(Provided material begins)

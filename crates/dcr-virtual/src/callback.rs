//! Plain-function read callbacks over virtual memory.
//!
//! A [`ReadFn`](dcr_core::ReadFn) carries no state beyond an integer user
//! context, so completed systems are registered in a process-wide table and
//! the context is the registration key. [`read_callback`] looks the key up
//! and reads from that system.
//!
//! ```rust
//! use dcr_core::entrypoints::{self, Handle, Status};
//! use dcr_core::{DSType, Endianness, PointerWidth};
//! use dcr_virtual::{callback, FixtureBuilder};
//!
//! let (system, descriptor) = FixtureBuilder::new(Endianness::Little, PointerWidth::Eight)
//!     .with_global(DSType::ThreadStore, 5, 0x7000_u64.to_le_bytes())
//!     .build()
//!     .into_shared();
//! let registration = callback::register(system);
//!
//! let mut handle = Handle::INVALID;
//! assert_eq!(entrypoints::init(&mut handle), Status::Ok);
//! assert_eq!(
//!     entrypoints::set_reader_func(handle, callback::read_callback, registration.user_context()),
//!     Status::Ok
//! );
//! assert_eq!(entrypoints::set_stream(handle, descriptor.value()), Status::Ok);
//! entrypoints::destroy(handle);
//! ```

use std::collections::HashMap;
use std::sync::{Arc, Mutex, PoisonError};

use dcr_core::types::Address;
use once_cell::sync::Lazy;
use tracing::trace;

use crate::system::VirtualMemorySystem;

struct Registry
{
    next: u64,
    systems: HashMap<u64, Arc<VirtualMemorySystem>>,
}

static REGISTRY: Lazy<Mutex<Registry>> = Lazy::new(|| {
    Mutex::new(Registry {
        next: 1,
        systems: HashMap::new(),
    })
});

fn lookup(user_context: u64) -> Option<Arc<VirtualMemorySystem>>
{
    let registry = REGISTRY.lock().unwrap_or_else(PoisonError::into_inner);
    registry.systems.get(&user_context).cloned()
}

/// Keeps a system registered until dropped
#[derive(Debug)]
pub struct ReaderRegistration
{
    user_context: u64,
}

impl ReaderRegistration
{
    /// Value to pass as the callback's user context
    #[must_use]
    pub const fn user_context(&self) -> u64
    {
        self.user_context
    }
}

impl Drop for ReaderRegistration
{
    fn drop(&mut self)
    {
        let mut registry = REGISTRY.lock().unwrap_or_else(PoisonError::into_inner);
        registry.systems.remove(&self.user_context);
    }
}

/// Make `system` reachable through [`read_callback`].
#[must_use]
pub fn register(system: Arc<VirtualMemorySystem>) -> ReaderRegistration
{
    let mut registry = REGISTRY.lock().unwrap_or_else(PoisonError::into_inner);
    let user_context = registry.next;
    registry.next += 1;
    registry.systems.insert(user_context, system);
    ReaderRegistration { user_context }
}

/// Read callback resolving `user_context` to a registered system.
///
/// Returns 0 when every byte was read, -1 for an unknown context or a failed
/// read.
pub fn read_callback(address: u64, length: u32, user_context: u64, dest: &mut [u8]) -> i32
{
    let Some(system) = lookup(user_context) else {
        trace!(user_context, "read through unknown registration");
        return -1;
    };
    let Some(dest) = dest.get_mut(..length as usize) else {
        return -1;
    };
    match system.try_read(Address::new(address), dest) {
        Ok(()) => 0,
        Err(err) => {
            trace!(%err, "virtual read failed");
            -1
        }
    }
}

(Provided material ends)

Problem to solve: Whenever a line of the data includes "Endianness", copy that line.

Written solution:
//! use dcr_core::{DSType, Endianness, PointerWidth};
//! let (system, descriptor) = FixtureBuilder::new(Endianness::Little, PointerWidth::Eight)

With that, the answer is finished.